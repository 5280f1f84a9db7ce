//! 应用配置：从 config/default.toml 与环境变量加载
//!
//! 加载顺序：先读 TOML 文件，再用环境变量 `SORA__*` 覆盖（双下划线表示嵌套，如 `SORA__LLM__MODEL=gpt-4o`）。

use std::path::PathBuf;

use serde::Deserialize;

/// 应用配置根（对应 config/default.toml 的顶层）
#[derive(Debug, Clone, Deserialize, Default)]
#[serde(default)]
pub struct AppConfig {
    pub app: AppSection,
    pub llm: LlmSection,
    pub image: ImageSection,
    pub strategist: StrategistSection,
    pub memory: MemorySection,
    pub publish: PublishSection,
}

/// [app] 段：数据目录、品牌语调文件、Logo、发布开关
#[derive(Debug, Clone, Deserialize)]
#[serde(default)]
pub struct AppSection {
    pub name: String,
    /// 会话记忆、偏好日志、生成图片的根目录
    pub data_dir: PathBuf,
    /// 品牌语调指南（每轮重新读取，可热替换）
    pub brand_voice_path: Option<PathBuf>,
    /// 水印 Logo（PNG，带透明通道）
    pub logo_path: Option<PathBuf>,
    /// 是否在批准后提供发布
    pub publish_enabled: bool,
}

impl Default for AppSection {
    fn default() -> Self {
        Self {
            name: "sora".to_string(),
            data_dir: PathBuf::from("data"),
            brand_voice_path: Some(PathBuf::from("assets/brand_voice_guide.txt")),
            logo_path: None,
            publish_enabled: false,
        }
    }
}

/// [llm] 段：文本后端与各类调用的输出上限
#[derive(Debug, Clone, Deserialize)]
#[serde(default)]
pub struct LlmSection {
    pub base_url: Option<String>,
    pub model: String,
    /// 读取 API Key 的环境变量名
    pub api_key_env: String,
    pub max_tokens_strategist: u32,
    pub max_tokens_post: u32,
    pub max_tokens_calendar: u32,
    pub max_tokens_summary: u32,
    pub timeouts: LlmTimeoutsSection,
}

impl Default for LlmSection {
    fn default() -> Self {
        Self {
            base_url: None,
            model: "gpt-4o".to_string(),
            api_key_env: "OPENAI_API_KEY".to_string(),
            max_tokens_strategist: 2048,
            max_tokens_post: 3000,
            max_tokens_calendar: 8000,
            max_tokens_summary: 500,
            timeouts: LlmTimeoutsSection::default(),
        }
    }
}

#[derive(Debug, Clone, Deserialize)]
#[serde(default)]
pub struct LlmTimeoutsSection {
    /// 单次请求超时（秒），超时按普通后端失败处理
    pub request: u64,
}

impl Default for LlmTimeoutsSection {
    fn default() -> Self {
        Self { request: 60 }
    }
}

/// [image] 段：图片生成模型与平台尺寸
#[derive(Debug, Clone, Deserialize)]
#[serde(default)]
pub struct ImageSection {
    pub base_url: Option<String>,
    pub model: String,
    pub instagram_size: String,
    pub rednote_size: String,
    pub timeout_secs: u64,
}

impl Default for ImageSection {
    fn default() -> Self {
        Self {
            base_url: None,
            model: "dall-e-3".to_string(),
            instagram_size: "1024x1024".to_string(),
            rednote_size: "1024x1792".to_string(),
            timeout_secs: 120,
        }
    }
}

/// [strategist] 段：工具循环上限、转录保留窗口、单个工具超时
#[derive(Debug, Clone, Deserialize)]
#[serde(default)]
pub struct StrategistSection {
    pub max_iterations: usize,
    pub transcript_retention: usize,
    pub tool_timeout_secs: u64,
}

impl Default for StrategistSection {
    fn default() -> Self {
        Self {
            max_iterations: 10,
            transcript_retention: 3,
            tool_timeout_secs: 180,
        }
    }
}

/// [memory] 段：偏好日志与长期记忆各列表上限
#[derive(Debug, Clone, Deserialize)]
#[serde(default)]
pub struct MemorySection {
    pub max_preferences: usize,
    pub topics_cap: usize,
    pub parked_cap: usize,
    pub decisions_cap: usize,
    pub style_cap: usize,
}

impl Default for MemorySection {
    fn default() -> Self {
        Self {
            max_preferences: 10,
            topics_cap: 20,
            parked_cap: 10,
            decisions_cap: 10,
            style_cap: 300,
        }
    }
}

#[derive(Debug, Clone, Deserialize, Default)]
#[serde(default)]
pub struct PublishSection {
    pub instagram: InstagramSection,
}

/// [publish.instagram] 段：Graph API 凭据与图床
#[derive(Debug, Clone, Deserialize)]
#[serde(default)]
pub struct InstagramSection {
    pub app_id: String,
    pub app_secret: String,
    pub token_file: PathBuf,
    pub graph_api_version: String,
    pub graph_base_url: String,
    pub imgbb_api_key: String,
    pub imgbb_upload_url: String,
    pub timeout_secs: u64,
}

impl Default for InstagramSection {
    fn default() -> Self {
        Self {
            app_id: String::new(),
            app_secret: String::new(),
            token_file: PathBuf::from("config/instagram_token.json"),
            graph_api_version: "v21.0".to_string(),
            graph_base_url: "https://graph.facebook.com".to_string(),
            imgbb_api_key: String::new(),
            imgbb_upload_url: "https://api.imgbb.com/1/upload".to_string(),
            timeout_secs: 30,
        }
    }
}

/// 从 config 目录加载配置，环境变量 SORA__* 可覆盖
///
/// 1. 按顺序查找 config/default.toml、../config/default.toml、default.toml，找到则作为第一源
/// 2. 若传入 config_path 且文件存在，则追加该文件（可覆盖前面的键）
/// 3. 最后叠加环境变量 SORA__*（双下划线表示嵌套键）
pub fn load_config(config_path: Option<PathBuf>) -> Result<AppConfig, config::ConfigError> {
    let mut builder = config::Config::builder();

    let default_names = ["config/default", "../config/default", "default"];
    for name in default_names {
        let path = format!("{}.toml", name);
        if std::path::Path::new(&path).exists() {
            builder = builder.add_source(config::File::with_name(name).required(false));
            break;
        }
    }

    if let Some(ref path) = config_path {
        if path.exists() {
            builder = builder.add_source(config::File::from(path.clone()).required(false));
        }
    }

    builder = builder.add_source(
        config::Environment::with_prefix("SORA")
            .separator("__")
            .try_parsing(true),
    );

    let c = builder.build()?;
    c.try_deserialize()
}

• Assignment
Print the records again in their entirety, character for character.

• Solution to the exercise
repository 5280f1f84a9db7ce
//! 应用配置：从 config/default.toml 与环境变量加载
//!
//! 加载顺序：先读 TOML 文件，再用环境变量 `SORA__*` 覆盖（双下划线表示嵌套，如 `SORA__LLM__MODEL=gpt-4o`）。

use std::path::PathBuf;

use serde::Deserialize;

/// 应用配置根（对应 config/default.toml 的顶层）
#[derive(Debug, Clone, Deserialize, Default)]
#[serde(default)]
pub struct AppConfig {
    pub app: AppSection,
    pub llm: LlmSection,
    pub image: ImageSection,
    pub strategist: StrategistSection,
    pub memory: MemorySection,
    pub publish: PublishSection,
}

/// [app] 段：数据目录、品牌语调文件、Logo、发布开关
#[derive(Debug, Clone, Deserialize)]
#[serde(default)]
pub struct AppSection {
    pub name: String,
    /// 会话记忆、偏好日志、生成图片的根目录
    pub data_dir: PathBuf,
    /// 品牌语调指南（每轮重新读取，可热替换）
    pub brand_voice_path: Option<PathBuf>,
    /// 水印 Logo（PNG，带透明通道）
    pub logo_path: Option<PathBuf>,
    /// 是否在批准后提供发布
    pub publish_enabled: bool,
}

impl Default for AppSection {
    fn default() -> Self {
        Self {
            name: "sora".to_string(),
            data_dir: PathBuf::from("data"),
            brand_voice_path: Some(PathBuf::from("assets/brand_voice_guide.txt")),
            logo_path: None,
            publish_enabled: false,
        }
    }
}

/// [llm] 段：文本后端与各类调用的输出上限
#[derive(Debug, Clone, Deserialize)]
#[serde(default)]
pub struct LlmSection {
    pub base_url: Option<String>,
    pub model: String,
    /// 读取 API Key 的环境变量名
    pub api_key_env: String,
    pub max_tokens_strategist: u32,
    pub max_tokens_post: u32,
    pub max_tokens_calendar: u32,
    pub max_tokens_summary: u32,
    pub timeouts: LlmTimeoutsSection,
}

impl Default for LlmSection {
    fn default() -> Self {
        Self {
            base_url: None,
            model: "gpt-4o".to_string(),
            api_key_env: "OPENAI_API_KEY".to_string(),
            max_tokens_strategist: 2048,
            max_tokens_post: 3000,
            max_tokens_calendar: 8000,
            max_tokens_summary: 500,
            timeouts: LlmTimeoutsSection::default(),
        }
    }
}

#[derive(Debug, Clone, Deserialize)]
#[serde(default)]
pub struct LlmTimeoutsSection {
    /// 单次请求超时（秒），超时按普通后端失败处理
    pub request: u64,
}

impl Default for LlmTimeoutsSection {
    fn default() -> Self {
        Self { request: 60 }
    }
}

/// [image] 段：图片生成模型与平台尺寸
#[derive(Debug, Clone, Deserialize)]
#[serde(default)]
pub struct ImageSection {
    pub base_url: Option<String>,
    pub model: String,
    pub instagram_size: String,
    pub rednote_size: String,
    pub timeout_secs: u64,
}

impl Default for ImageSection {
    fn default() -> Self {
        Self {
            base_url: None,
            model: "dall-e-3".to_string(),
            instagram_size: "1024x1024".to_string(),
            rednote_size: "1024x1792".to_string(),
            timeout_secs: 120,
        }
    }
}

/// [strategist] 段：工具循环上限、转录保留窗口、单个工具超时
#[derive(Debug, Clone, Deserialize)]
#[serde(default)]
pub struct StrategistSection {
    pub max_iterations: usize,
    pub transcript_retention: usize,
    pub tool_timeout_secs: u64,
}

impl Default for StrategistSection {
    fn default() -> Self {
        Self {
            max_iterations: 10,
            transcript_retention: 3,
            tool_timeout_secs: 180,
        }
    }
}

/// [memory] 段：偏好日志与长期记忆各列表上限
#[derive(Debug, Clone, Deserialize)]
#[serde(default)]
pub struct MemorySection {
    pub max_preferences: usize,
    pub topics_cap: usize,
    pub parked_cap: usize,
    pub decisions_cap: usize,
    pub style_cap: usize,
}

impl Default for MemorySection {
    fn default() -> Self {
        Self {
            max_preferences: 10,
            topics_cap: 20,
            parked_cap: 10,
            decisions_cap: 10,
            style_cap: 300,
        }
    }
}

#[derive(Debug, Clone, Deserialize, Default)]
#[serde(default)]
pub struct PublishSection {
    pub instagram: InstagramSection,
}

/// [publish.instagram] 段：Graph API 凭据与图床
#[derive(Debug, Clone, Deserialize)]
#[serde(default)]
pub struct InstagramSection {
    pub app_id: String,
    pub app_secret: String,
    pub token_file: PathBuf,
    pub graph_api_version: String,
    pub graph_base_url: String,
    pub imgbb_api_key: String,
    pub imgbb_upload_url: String,
    pub timeout_secs: u64,
}

impl Default for InstagramSection {
    fn default() -> Self {
        Self {
            app_id: String::new(),
            app_secret: String::new(),
            token_file: PathBuf::from("config/instagram_token.json"),
            graph_api_version: "v21.0".to_string(),
            graph_base_url: "https://graph.facebook.com".to_string(),
            imgbb_api_key: String::new(),
            imgbb_upload_url: "https://api.imgbb.com/1/upload".to_string(),
            timeout_secs: 30,
        }
    }
}

/// 从 config 目录加载配置，环境变量 SORA__* 可覆盖
///
/// 1. 按顺序查找 config/default.toml、../config/default.toml、default.toml，找到则作为第一源
/// 2. 若传入 config_path 且文件存在，则追加该文件（可覆盖前面的键）
/// 3. 最后叠加环境变量 SORA__*（双下划线表示嵌套键）
pub fn load_config(config_path: Option<PathBuf>) -> Result<AppConfig, config::ConfigError> {
    let mut builder = config::Config::builder();

    let default_names = ["config/default", "../config/default", "default"];
    for name in default_names {
        let path = format!("{}.toml", name);
        if std::path::Path::new(&path).exists() {
            builder = builder.add_source(config::File::with_name(name).required(false));
            break;
        }
    }

    if let Some(ref path) = config_path {
        if path.exists() {
            builder = builder.add_source(config::File::from(path.clone()).required(false));
        }
    }

    builder = builder.add_source(
        config::Environment::with_prefix("SORA")
            .separator("__")
            .try_parsing(true),
    );

    let c = builder.build()?;
    c.try_deserialize()
}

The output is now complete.